Like Attracts Like
The beauty of this explanation is twofold. First, it accounts for the complex organization of the cerebral cortex (the most recent evolutionary component of the brain) using a very simple rule. Second, it deals with scaling issues very well, and indeed it also accounts for a specific phenomenon in a widespread human behavior, imitation. It explains how neurons packed themselves in the cerebral cortex and how humans relate to each other. Not a small feat.

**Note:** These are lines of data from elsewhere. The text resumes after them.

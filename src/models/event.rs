//! Event model matching the public site's event listing.

use serde::{Deserialize, Serialize};

/// Lifecycle status of an event. Set by admins in both directions; never
/// flipped automatically when the date passes.
#[derive(Debug, Clone, Copy, Serialize, Deserialize, PartialEq, Eq)]
#[serde(rename_all = "lowercase")]
pub enum EventStatus {
    Upcoming,
    Completed,
}

impl EventStatus {
    pub fn as_str(&self) -> &'static str {
        match self {
            EventStatus::Upcoming => "upcoming",
            EventStatus::Completed => "completed",
        }
    }

    pub fn from_str(s: &str) -> Option<Self> {
        match s {
            "upcoming" => Some(EventStatus::Upcoming),
            "completed" => Some(EventStatus::Completed),
            _ => None,
        }
    }
}

/// A club event, past or upcoming.
#[derive(Debug, Clone, Serialize)]
#[serde(rename_all = "camelCase")]
pub struct Event {
    pub id: String,
    pub title: String,
    pub description: String,
    /// ISO 8601 date or datetime, as submitted.
    pub date: String,
    pub venue: String,
    #[serde(skip_serializing_if = "Option::is_none")]
    pub image_url: Option<String>,
    #[serde(skip_serializing_if = "Option::is_none")]
    pub registration_link: Option<String>,
    pub status: EventStatus,
    pub created_at: String,
    pub updated_at: String,
}

/// Validated fields for creating an event, collected from the multipart form.
#[derive(Debug, Clone)]
pub struct CreateEventRequest {
    pub title: String,
    pub description: String,
    pub date: String,
    pub venue: String,
    pub image_url: Option<String>,
    pub registration_link: Option<String>,
    pub status: EventStatus,
}

/// Partial update for an event.
///
/// Outer `None` means the field was absent from the form and keeps its prior
/// value; for the clearable optional fields, `Some(None)` means an empty
/// value was submitted and the field is cleared.
#[derive(Debug, Clone, Default)]
pub struct UpdateEventRequest {
    pub title: Option<String>,
    pub description: Option<String>,
    pub date: Option<String>,
    pub venue: Option<String>,
    pub image_url: Option<Option<String>>,
    pub registration_link: Option<Option<String>>,
    pub status: Option<EventStatus>,
}
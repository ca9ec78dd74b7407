//! Team roster API endpoints.

use axum::{
    extract::{Multipart, Path, State},
    http::StatusCode,
    Json,
};

use super::{collect_form, message, store_image, MessageResponse};
use crate::errors::AppError;
use crate::models::{CreateTeamMemberRequest, TeamMember, UpdateTeamMemberRequest};
use crate::AppState;

/// GET /api/team - List the team roster in display order.
pub async fn list_team(State(state): State<AppState>) -> Result<Json<Vec<TeamMember>>, AppError> {
    Ok(Json(state.repo.list_team_members().await?))
}

/// POST /api/team - Add a team member (multipart form, optional image file).
pub async fn add_team_member(
    State(state): State<AppState>,
    multipart: Multipart,
) -> Result<(StatusCode, Json<TeamMember>), AppError> {
    let form = collect_form(multipart).await?;

    let name = form.required("name")?;
    let role = form.required("role")?;
    let term = form.required("term")?;

    let display_order = match form.field("order") {
        None => 0,
        Some(value) if value.trim().is_empty() => 0,
        Some(value) => parse_order(value)?,
    };

    let image_url = match store_image(&state, &form).await? {
        Some(url) => Some(url),
        None => form.optional("imageUrl").flatten(),
    };

    let member = state
        .repo
        .create_team_member(&CreateTeamMemberRequest {
            name,
            role,
            term,
            image_url,
            display_order,
        })
        .await?;

    Ok((StatusCode::CREATED, Json(member)))
}

/// PUT /api/team/{id} - Update a team member. Absent fields keep their values.
pub async fn update_team_member(
    State(state): State<AppState>,
    Path(id): Path<String>,
    multipart: Multipart,
) -> Result<Json<TeamMember>, AppError> {
    let form = collect_form(multipart).await?;

    let display_order = match form.field("order") {
        None => None,
        Some(value) => Some(parse_order(value)?),
    };

    let image_url = match store_image(&state, &form).await? {
        Some(url) => Some(Some(url)),
        None => form.optional("imageUrl"),
    };

    let request = UpdateTeamMemberRequest {
        name: form.updated("name")?,
        role: form.updated("role")?,
        term: form.updated("term")?,
        image_url,
        display_order,
    };

    Ok(Json(state.repo.update_team_member(&id, &request).await?))
}

/// DELETE /api/team/{id} - Remove a team member.
pub async fn delete_team_member(
    State(state): State<AppState>,
    Path(id): Path<String>,
) -> Result<Json<MessageResponse>, AppError> {
    state.repo.delete_team_member(&id).await?;
    Ok(message("Team member removed"))
}

fn parse_order(value: &str) -> Result<i64, AppError> {
    value
        .trim()
        .parse()
        .map_err(|_| AppError::Validation("order must be an integer".to_string()))
}
//! Gallery API endpoints.

use axum::{
    extract::{Multipart, Path, State},
    http::StatusCode,
    Json,
};

use super::{collect_form, message, store_image, MessageResponse};
use crate::errors::AppError;
use crate::models::{CreateGalleryImageRequest, GalleryImage};
use crate::AppState;

/// GET /api/gallery - List all gallery images, newest first, with the
/// referenced event's title resolved for display.
pub async fn list_gallery_images(
    State(state): State<AppState>,
) -> Result<Json<Vec<GalleryImage>>, AppError> {
    Ok(Json(state.repo.list_gallery_images().await?))
}

/// POST /api/gallery - Add a gallery image (file upload or imageUrl field).
pub async fn add_gallery_image(
    State(state): State<AppState>,
    multipart: Multipart,
) -> Result<(StatusCode, Json<GalleryImage>), AppError> {
    let form = collect_form(multipart).await?;

    // The event reference is stored as submitted; existence is only
    // resolved at display time.
    let event_id = form.optional("eventId").flatten();

    let image_url = match store_image(&state, &form).await? {
        Some(url) => url,
        None => form.optional("imageUrl").flatten().ok_or_else(|| {
            AppError::Validation("Please provide an image or image URL".to_string())
        })?,
    };

    let image = state
        .repo
        .create_gallery_image(&CreateGalleryImageRequest {
            image_url,
            event_id,
        })
        .await?;

    Ok((StatusCode::CREATED, Json(image)))
}

/// DELETE /api/gallery/{id} - Delete a gallery image.
pub async fn delete_gallery_image(
    State(state): State<AppState>,
    Path(id): Path<String>,
) -> Result<Json<MessageResponse>, AppError> {
    state.repo.delete_gallery_image(&id).await?;
    Ok(message("Image removed from gallery"))
}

Let's start from the brain. The idea that neurons with similar properties cluster together is theoretically appealing, because it minimizes costs associated with transmission of information. This idea is also supported by empirical evidence (it does not always happen that a theoretically appealing idea is supported by empirical data, sadly). Indeed, more than a century of a variety of brain mapping techniques demonstrated the existence of 'visual cortex' (here we find neurons that respond to visual stimuli), 'auditory cortex' (here we find neurons that respond to sounds), 'somatosensory cortex' (here we find neurons that respond to touch), and so forth. When we zoom in and look in detail at each type of cortex, we also find that the 'like attracts like' principle works well. The brain forms topographic maps. For instance, let's look at the 'motor cortex' (here we find neurons that send signals to our muscles so that we can move our body, walk, grasp things, move the eyes and explore the space surrounding us, speak, and obviously type on a keyboard, as I am doing now). In the motor cortex there is a map of the body, with neurons sending signals to hand muscles clustering together and being separate from neurons sending signals to feet or face muscles. So far, so good.
In the motor cortex, however, we also find multiple maps for the same body part (for instance, the hand). Furthermore, these multiple maps are not adjacent. What is going here? It turns out that body parts are only one of the variables that are mapped by the motor cortex. Other important variables are, for instance, different types of coordinated actions and the space sector in which the action ends. The coordinated actions that are mapped by the motor cortex belong to a number of categories, most notably defensive actions (that is, actions to defend one's own body) hand to mouth actions (important to eat and drink!), manipulative actions (using skilled finger movements to manipulate objects). The problem here is that there are multiple dimensions that are mapped onto a two-dimensional entity (we can flatten the cerebral cortex and visualize it as a surface area). This problem needs to be solved with a process of dimensionality reduction. Computational studies have shown that algorithms that do dimensionality reduction while optimizing the similarity of neighboring points (our 'like attracts like' principle) produce maps that reproduce well the complex, somewhat fractured maps described by empirical studies of the motor cortex. Thus, the principle of 'like attracts like' seems working well even when multiple dimensions must be mapped onto a two-dimensional entity (our cerebral cortex).
Let's move to human behavior. Imitation in humans is widespread and often automatic. It is important for learning and transmission of culture. We tend to align our movements (and even words!) during social interactions without even realizing it. However, we don't imitate other people in an equal way. Perhaps not surprisingly, we tend to imitate more people that are like us. Soon after birth, infants prefer faces of their own race and respond more receptively to strangers of their own race. Adults make education and even career choices that are influenced by models of their own race. This is a phenomenon called self similarity bias. Since imitation increases liking, the self similarity bias most likely influences our social preferences too. We tend to imitate others that are like us, and by doing that, we tend to like those people even more. From neurons to people, the very simple principle of 'like attracts like' has a remarkable explanatory power. This is what an elegant scientific explanation is supposed to do. To explain a lot in a simple way.